Comment by delichon

1 day ago

[flagged]

Alternative for Germany (Alternativ für Deutschland, AfD) is a party that wants to revoke citizenship of brown people and expel them from the country. There are very good reasons they should be banned. Their opposition to chat control is completely incidental.

AFD is reactonary party, russian trojan horse, that just feeds on the Germanys government total failure to listen to its peoples needs. Russia has of course a stake in using E2E, to communicate with their paid actors. But that does not diminish peoples right for privacy. We have a lot of info about russias mingeling but we still do nothing about it. No private chat needed.

> Political groups are factions of the Parliament, while parties are alliances of national parties at EU level, funded through the EU budget. Neither the group in the Parliament nor the lawmakers will face any consequence if ESN loses its status as a European party.
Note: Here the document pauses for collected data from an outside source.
//! USB transfer types and control requests
//!
//! The keyboard driver only ever talks to its device through the
//! interrupt-IN pipe in [`interrupt`]; control requests are built here and
//! executed by whoever owns endpoint 0.

pub mod interrupt;

pub use interrupt::{InterruptInHandler, InterruptInPipe, PollRequest};

use crate::hid::constants::{HidProtocolMode, HidReportType, HidRequest};

/// USB transfer types (bmAttributes bits 1:0 of an endpoint descriptor)
#[derive(Debug, Clone, Copy, PartialEq, Eq)]
#[cfg_attr(feature = "defmt", derive(defmt::Format))]
pub enum TransferType {
    /// Control transfer
    Control,
    /// Isochronous transfer
    Isochronous,
    /// Bulk transfer
    Bulk,
    /// Interrupt transfer
    Interrupt,
}

impl TransferType {
    /// Decode from endpoint bmAttributes
    pub const fn from_attributes(attributes: u8) -> Self {
        match attributes & 0x03 {
            0 => Self::Control,
            1 => Self::Isochronous,
            2 => Self::Bulk,
            _ => Self::Interrupt,
        }
    }
}

/// Transfer direction
#[derive(Debug, Clone, Copy, PartialEq, Eq)]
#[cfg_attr(feature = "defmt", derive(defmt::Format))]
pub enum Direction {
    /// Device to host
    In,
    /// Host to device
    Out,
}

impl Direction {
    /// Direction encoded in bit 7 of an endpoint address
    pub const fn from_endpoint_address(address: u8) -> Self {
        if address & 0x80 != 0 {
            Self::In
        } else {
            Self::Out
        }
    }
}

/// bmRequestType for class requests addressed to an interface, host to device
const CLASS_INTERFACE_OUT: u8 = 0x21;

/// USB Setup packet for control transfers
#[repr(C)]
#[derive(Debug, Clone, Copy, PartialEq, Eq)]
#[cfg_attr(feature = "defmt", derive(defmt::Format))]
pub struct SetupPacket {
    /// Request type and direction
    pub request_type: u8,
    /// Specific request
    pub request: u8,
    /// Request-specific value
    pub value: u16,
    /// Request-specific index
    pub index: u16,
    /// Data stage length
    pub length: u16,
}

impl SetupPacket {
    /// HID SET_PROTOCOL(boot) for `interface`
    pub const fn hid_set_protocol(interface: u8) -> Self {
        Self {
            request_type: CLASS_INTERFACE_OUT,
            request: HidRequest::SetProtocol as u8,
            value: HidProtocolMode::Boot as u16,
            index: interface as u16,
            length: 0,
        }
    }

    /// HID SET_IDLE with infinite duration for all reports
    ///
    /// The device then only sends a report when something changes.
    pub const fn hid_set_idle(interface: u8) -> Self {
        Self {
            request_type: CLASS_INTERFACE_OUT,
            request: HidRequest::SetIdle as u8,
            value: 0,
            index: interface as u16,
            length: 0,
        }
    }

    /// HID SET_REPORT(Output, id 0) carrying the one-byte LED report
    pub const fn hid_set_report_leds(interface: u8) -> Self {
        Self {
            request_type: CLASS_INTERFACE_OUT,
            request: HidRequest::SetReport as u8,
            value: (HidReportType::Output as u16) << 8,
            index: interface as u16,
            length: 1,
        }
    }

    /// Check if this is an IN transfer
    pub fn is_in(&self) -> bool {
        (self.request_type & 0x80) != 0
    }

    /// Wire encoding (little-endian fields)
    pub fn to_bytes(&self) -> [u8; 8] {
        let value = self.value.to_le_bytes();
        let index = self.index.to_le_bytes();
        let length = self.length.to_le_bytes();
        [
            self.request_type,
            self.request,
            value[0],
            value[1],
            index[0],
            index[1],
            length[0],
            length[1],
        ]
    }
}
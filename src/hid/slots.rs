//! Per-slot press tracking and the held-key repeat heuristic
//!
//! A boot keyboard reports the complete set of held keys on every poll. Press
//! edges are reconstructed per report slot: a slot fires once when it goes
//! from empty to holding a usage code, then stays quiet until the keyboard
//! reports that slot empty again.

use super::constants::{MAX_ROLLOVER_SLOTS, MAX_SCAN_CODE};
use super::keyboard::KeyEvent;

/// Outcome of feeding one slot's usage code through its tracker
#[derive(Debug, Clone, Copy, PartialEq, Eq)]
#[cfg_attr(feature = "defmt", derive(defmt::Format))]
pub enum SlotTransition {
    /// Slot is empty (0x00); any earlier press is cleared
    Empty,
    /// Slot went from empty to holding a key
    Press,
    /// Slot still holds the key that already fired
    Held,
    /// Usage code outside 0x01..=0xE7 on an idle slot
    Rejected,
}

/// Press state of the six report slots
#[derive(Debug, Clone, Copy, PartialEq, Eq, Default)]
#[cfg_attr(feature = "defmt", derive(defmt::Format))]
pub struct KeySlots {
    pressed: [bool; MAX_ROLLOVER_SLOTS],
}

impl KeySlots {
    /// All slots released
    pub const fn new() -> Self {
        Self {
            pressed: [false; MAX_ROLLOVER_SLOTS],
        }
    }

    /// Feed the usage code reported in `slot`
    ///
    /// Slots are independent: the same key moving to another slot fires
    /// again, because the tracker only sees positions.
    pub fn step(&mut self, slot: usize, code: u8) -> SlotTransition {
        let Some(pressed) = self.pressed.get_mut(slot) else {
            return SlotTransition::Rejected;
        };

        match (code, *pressed) {
            (0, _) => {
                *pressed = false;
                SlotTransition::Empty
            }
            (_, true) => SlotTransition::Held,
            (code, false) if code <= MAX_SCAN_CODE => {
                *pressed = true;
                SlotTransition::Press
            }
            _ => SlotTransition::Rejected,
        }
    }

    /// Check if `slot` holds a press that already fired
    pub fn is_pressed(&self, slot: usize) -> bool {
        self.pressed.get(slot).copied().unwrap_or(false)
    }

    /// Number of slots currently pressed
    pub fn pressed_count(&self) -> u8 {
        self.pressed.iter().filter(|&&pressed| pressed).count() as u8
    }

    /// Release every slot
    pub fn clear(&mut self) {
        self.pressed = [false; MAX_ROLLOVER_SLOTS];
    }
}

/// Re-emits the last press while the number of held keys stays put
///
/// This is a poll-rate driven stand-in for key repeat, not a timed repeat
/// policy: it fires on every report whose pressed count equals the previous
/// report's and is nonzero, and stops as soon as any key joins or leaves.
#[derive(Debug, Clone, Copy, PartialEq, Eq, Default)]
#[cfg_attr(feature = "defmt", derive(defmt::Format))]
pub struct RepeatTracker {
    last_event: Option<KeyEvent>,
    previous_count: u8,
}

impl RepeatTracker {
    /// Nothing emitted yet, no keys held
    pub const fn new() -> Self {
        Self {
            last_event: None,
            previous_count: 0,
        }
    }

    /// Remember the most recently emitted press
    pub fn record(&mut self, event: KeyEvent) {
        self.last_event = Some(event);
    }

    /// Close out a report with `current_count` pressed slots
    ///
    /// Returns the event to re-emit, if any. Presses carrying the forced `/`
    /// code point are never repeated.
    pub fn update(&mut self, current_count: u8) -> Option<KeyEvent> {
        let stable = current_count == self.previous_count && current_count != 0;
        self.previous_count = current_count;

        if !stable {
            return None;
        }

        self.last_event
            .filter(|event| event.code_point != Some('/'))
    }

    /// Most recently emitted press
    pub fn last_event(&self) -> Option<&KeyEvent> {
        self.last_event.as_ref()
    }

    /// Pressed count carried over from the previous report
    pub fn previous_count(&self) -> u8 {
        self.previous_count
    }
}

#[cfg(test)]
mod tests {
    use super::*;
    use crate::hid::key::Key;
    use crate::hid::keyboard::KeyEventFlags;

    fn press(key: Key, code_point: Option<char>) -> KeyEvent {
        KeyEvent {
            key,
            flags: KeyEventFlags::PRESS,
            code_point,
            ..KeyEvent::default()
        }
    }

    #[test]
    fn test_slot_press_edge_fires_once() {
        let mut slots = KeySlots::new();

        assert_eq!(slots.step(0, 0x04), SlotTransition::Press);
        assert_eq!(slots.step(0, 0x04), SlotTransition::Held);
        assert_eq!(slots.step(0, 0x04), SlotTransition::Held);
        assert!(slots.is_pressed(0));
        assert_eq!(slots.pressed_count(), 1);
    }

    #[test]
    fn test_slot_release_rearms_edge() {
        let mut slots = KeySlots::new();

        slots.step(0, 0x04);
        assert_eq!(slots.step(0, 0x00), SlotTransition::Empty);
        assert!(!slots.is_pressed(0));
        assert_eq!(slots.step(0, 0x04), SlotTransition::Press);
    }

    #[test]
    fn test_held_slot_ignores_code_change() {
        let mut slots = KeySlots::new();

        slots.step(2, 0x04);
        // a different key in a still-pressed slot is not a new edge
        assert_eq!(slots.step(2, 0x05), SlotTransition::Held);
    }

    #[test]
    fn test_out_of_range_code_rejected() {
        let mut slots = KeySlots::new();

        assert_eq!(slots.step(0, 0xE8), SlotTransition::Rejected);
        assert!(!slots.is_pressed(0));
        assert_eq!(slots.step(0, 0xE7), SlotTransition::Press);
        assert_eq!(slots.step(6, 0x04), SlotTransition::Rejected);
        assert!(!slots.is_pressed(6));
    }

    #[test]
    fn test_error_codes_occupy_slot() {
        let mut slots = KeySlots::new();

        for slot in 0..MAX_ROLLOVER_SLOTS {
            assert_eq!(slots.step(slot, 0x01), SlotTransition::Press);
        }
        assert_eq!(slots.pressed_count(), 6);

        slots.clear();
        assert_eq!(slots.pressed_count(), 0);
    }

    #[test]
    fn test_repeat_requires_stable_nonzero_count() {
        let mut repeat = RepeatTracker::new();
        let a = press(Key::A, None);

        repeat.record(a);
        assert_eq!(repeat.update(1), None); // 0 -> 1
        assert_eq!(repeat.update(1), Some(a));
        assert_eq!(repeat.update(1), Some(a));
        assert_eq!(repeat.update(2), None);
        assert_eq!(repeat.update(1), None);
        assert_eq!(repeat.update(0), None);
        assert_eq!(repeat.update(0), None);
        assert_eq!(repeat.previous_count(), 0);
    }

    #[test]
    fn test_repeat_skips_forced_slash() {
        let mut repeat = RepeatTracker::new();

        repeat.record(press(Key::Slash, Some('/')));
        repeat.update(1);
        assert_eq!(repeat.update(1), None);

        let b = press(Key::B, None);
        repeat.record(b);
        assert_eq!(repeat.update(1), Some(b));
    }

    #[test]
    fn test_repeat_without_recorded_event() {
        let mut repeat = RepeatTracker::new();
        repeat.update(1);
        assert_eq!(repeat.update(1), None);
        assert!(repeat.last_event().is_none());
    }
}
It’s important to note the lawmakers stay in office even if the European party is banned.

Europe is also not the US and from my knowledge it seems that this is the only party suspected of not complying with values. There are many many more parties that they are not trying to ban.

  • Unless they are doing something criminal their values are their and their voters business, regardless of how reprehensible they might be.

    • I don't know how the procedure for banning a europarty looks but in Germany the bar is very high. It must be against the core constitutional values (human dignity, freedom, democracy) and pose a threat to that (infamously NPD was not banned as it was found to small to pose a threat).

      The procedure here seems to be similar to Germany that the parliament can only request a review from an independent body (in Germany the constitutional court) if this is the case, the actual decision comes from that body after a lengthy process.

      Behind the europarty is (among others) the AfD for which the public has been debating for years now on wether to attempt to ban them because of their danger, so it doesn't seem very far fetched for their EU party really.

Saying that AfD "is an opponent of chat control" is like saying its more-or-less direct predecessor advocated for vegetarianism.

This party is far-right neofascists that are openly hostile to the democratic order and wants to deport German citizens to Africa if they're not Aryan enough.

https://www.lemonde.fr/en/international/article/2024/01/11/l...

> It would be hard to imagine a US party that didn't believe the other party is out of compliance with US values

This is a limitation of the American two-party system that incentives polarization instead of cooperation.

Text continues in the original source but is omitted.